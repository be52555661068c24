//! Playlist output sink.
//!
//! One CSV per video: a `Title,Artist` header, then one row per unique song
//! in first-matched order. Files are written to `<target>.tmp` and renamed
//! into place, so a playlist is either complete on disk or absent.

use std::path::{Path, PathBuf};

use super::PlaylistResult;

/// Playlist output errors
#[derive(Debug, thiserror::Error)]
pub enum OutputError {
    #[error("Failed to create output directory {0}: {1}")]
    CreateDir(PathBuf, std::io::Error),

    #[error("Failed to write playlist {0}: {1}")]
    Write(PathBuf, csv::Error),

    #[error("Failed to rename temp file {0} to {1}: {2}")]
    Rename(PathBuf, PathBuf, std::io::Error),

    #[error("Video path has no file name: {0}")]
    NoFileName(PathBuf),

    #[error("Playlist {0} would overwrite another video's playlist")]
    Collision(PathBuf),
}

/// Destination for finalized playlists.
pub trait PlaylistSink: Send + Sync {
    /// Where the playlist for `video` goes.
    fn target_for(&self, video: &Path) -> Result<PathBuf, OutputError>;

    /// Alternative target used when two videos share a base name.
    fn fallback_target_for(&self, video: &Path) -> Result<PathBuf, OutputError>;

    /// Write `playlist` to `target`.
    fn write(&self, target: &Path, playlist: &PlaylistResult) -> Result<(), OutputError>;
}

/// Writes playlists as CSV files.
#[derive(Debug, Clone)]
pub struct CsvPlaylistWriter {
    /// Output directory; `None` writes next to each video
    dir: Option<PathBuf>,
    extension: String,
}

impl CsvPlaylistWriter {
    pub fn new(dir: Option<PathBuf>, extension: impl Into<String>) -> Self {
        Self {
            dir,
            extension: extension.into(),
        }
    }

    fn directory_for<'a>(&'a self, video: &'a Path) -> &'a Path {
        self.dir
            .as_deref()
            .or_else(|| video.parent())
            .unwrap_or_else(|| Path::new("."))
    }
}

impl Default for CsvPlaylistWriter {
    fn default() -> Self {
        Self::new(None, "csv")
    }
}

impl PlaylistSink for CsvPlaylistWriter {
    /// Same base name as the video, playlist extension
    fn target_for(&self, video: &Path) -> Result<PathBuf, OutputError> {
        let stem = video
            .file_stem()
            .ok_or_else(|| OutputError::NoFileName(video.to_path_buf()))?;
        let mut name = stem.to_os_string();
        name.push(".");
        name.push(&self.extension);
        Ok(self.directory_for(video).join(name))
    }

    /// Full file name (with the video's extension) plus playlist extension
    fn fallback_target_for(&self, video: &Path) -> Result<PathBuf, OutputError> {
        let file_name = video
            .file_name()
            .ok_or_else(|| OutputError::NoFileName(video.to_path_buf()))?;
        let mut name = file_name.to_os_string();
        name.push(".");
        name.push(&self.extension);
        Ok(self.directory_for(video).join(name))
    }

    fn write(&self, target: &Path, playlist: &PlaylistResult) -> Result<(), OutputError> {
        if let Some(dir) = target.parent()
            && !dir.as_os_str().is_empty()
        {
            std::fs::create_dir_all(dir).map_err(|e| OutputError::CreateDir(dir.to_path_buf(), e))?;
        }

        let mut temp_name = target.as_os_str().to_os_string();
        temp_name.push(".tmp");
        let temp_path = PathBuf::from(temp_name);

        if let Err(e) = write_csv(&temp_path, playlist) {
            let _ = std::fs::remove_file(&temp_path);
            return Err(OutputError::Write(target.to_path_buf(), e));
        }

        std::fs::rename(&temp_path, target).map_err(|e| {
            let _ = std::fs::remove_file(&temp_path);
            OutputError::Rename(temp_path.clone(), target.to_path_buf(), e)
        })?;

        tracing::debug!(target: "playlist::writer", path = %target.display(), songs = playlist.songs().len(), "Wrote playlist");
        Ok(())
    }
}

fn write_csv(path: &Path, playlist: &PlaylistResult) -> Result<(), csv::Error> {
    let mut writer = csv::Writer::from_path(path)?;
    writer.write_record(["Title", "Artist"])?;
    for song in playlist.songs() {
        writer.write_record([song.title.as_str(), song.artist.as_str()])?;
    }
    writer.flush()?;
    Ok(())
}
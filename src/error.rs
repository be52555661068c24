//! Application-wide error types.
//!
//! Subsystems keep their own `thiserror` enums; this module aggregates the
//! ones that can fail a video ([`DecodeError`], [`OutputError`]) into
//! per-video results. Startup errors (`ConfigError`, client setup) go
//! straight to `anyhow` in the CLI.
//!
//! Recognition errors never fail a video: they are folded into the playlist
//! as skipped segments.
//!
//! [`DecodeError`]: crate::audio::DecodeError
//! [`OutputError`]: crate::playlist::OutputError

use std::path::PathBuf;

/// Application-wide result type.
pub type Result<T> = std::result::Result<T, Error>;

/// Top-level application error.
#[derive(Debug, thiserror::Error)]
pub enum Error {
    /// File I/O error
    #[error("IO error: {0}")]
    Io(#[from] std::io::Error),

    /// Audio could not be extracted from a video
    #[error("Decode error: {0}")]
    Decode(#[from] crate::audio::DecodeError),

    /// Playlist could not be written
    #[error("Output error: {0}")]
    Output(#[from] crate::playlist::OutputError),

    /// File or directory not found
    #[error("Not found: {0}")]
    NotFound(PathBuf),

    /// Input directory holds no videos
    #[error("No video files found in {0}")]
    NoVideos(PathBuf),

    /// Batch was cancelled before this video started
    #[error("Cancelled before processing started")]
    Cancelled,

    /// The worker processing a video panicked
    #[error("Worker panicked: {0}")]
    TaskPanicked(String),

    /// Generic error with context
    #[error("{context}: {source}")]
    WithContext {
        context: String,
        #[source]
        source: Box<Error>,
    },
}

impl Error {
    /// Create a not found error.
    pub fn not_found(path: impl Into<PathBuf>) -> Self {
        Self::NotFound(path.into())
    }

    /// Add context to an error.
    pub fn context(self, ctx: impl Into<String>) -> Self {
        Self::WithContext {
            context: ctx.into(),
            source: Box::new(self),
        }
    }

    /// Short label for summaries and logs.
    pub fn kind(&self) -> &'static str {
        match self {
            Self::Io(_) => "io",
            Self::Decode(_) => "decode",
            Self::Output(_) => "output",
            Self::NotFound(_) => "not_found",
            Self::NoVideos(_) => "no_videos",
            Self::Cancelled => "cancelled",
            Self::TaskPanicked(_) => "panicked",
            Self::WithContext { source, .. } => source.kind(),
        }
    }
}

impl From<tokio::task::JoinError> for Error {
    fn from(e: tokio::task::JoinError) -> Self {
        if e.is_panic() {
            Self::from_panic(e.into_panic())
        } else {
            Self::TaskPanicked(e.to_string())
        }
    }
}

impl Error {
    /// Build a `TaskPanicked` from a caught panic payload.
    pub fn from_panic(payload: Box<dyn std::any::Any + Send>) -> Self {
        let message = if let Some(s) = payload.downcast_ref::<&str>() {
            (*s).to_string()
        } else if let Some(s) = payload.downcast_ref::<String>() {
            s.clone()
        } else {
            "unknown panic".to_string()
        };
        Self::TaskPanicked(message)
    }
}

/// Extension trait for adding context to Results.
pub trait ResultExt<T> {
    /// Add context to an error result.
    fn with_context(self, ctx: impl Into<String>) -> Result<T>;
}

impl<T> ResultExt<T> for Result<T> {
    fn with_context(self, ctx: impl Into<String>) -> Result<T> {
        self.map_err(|e| e.context(ctx))
    }
}

impl<T> ResultExt<T> for std::result::Result<T, std::io::Error> {
    fn with_context(self, ctx: impl Into<String>) -> Result<T> {
        self.map_err(|e| Error::Io(e).context(ctx))
    }
}

impl<T> ResultExt<T> for std::result::Result<T, crate::audio::DecodeError> {
    fn with_context(self, ctx: impl Into<String>) -> Result<T> {
        self.map_err(|e| Error::Decode(e).context(ctx))
    }
}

# Problem details
The expected result is every line from the material above that includes "CsvPlaylistWriter".

# Result below
pub struct CsvPlaylistWriter {
impl CsvPlaylistWriter {
impl Default for CsvPlaylistWriter {
impl PlaylistSink for CsvPlaylistWriter {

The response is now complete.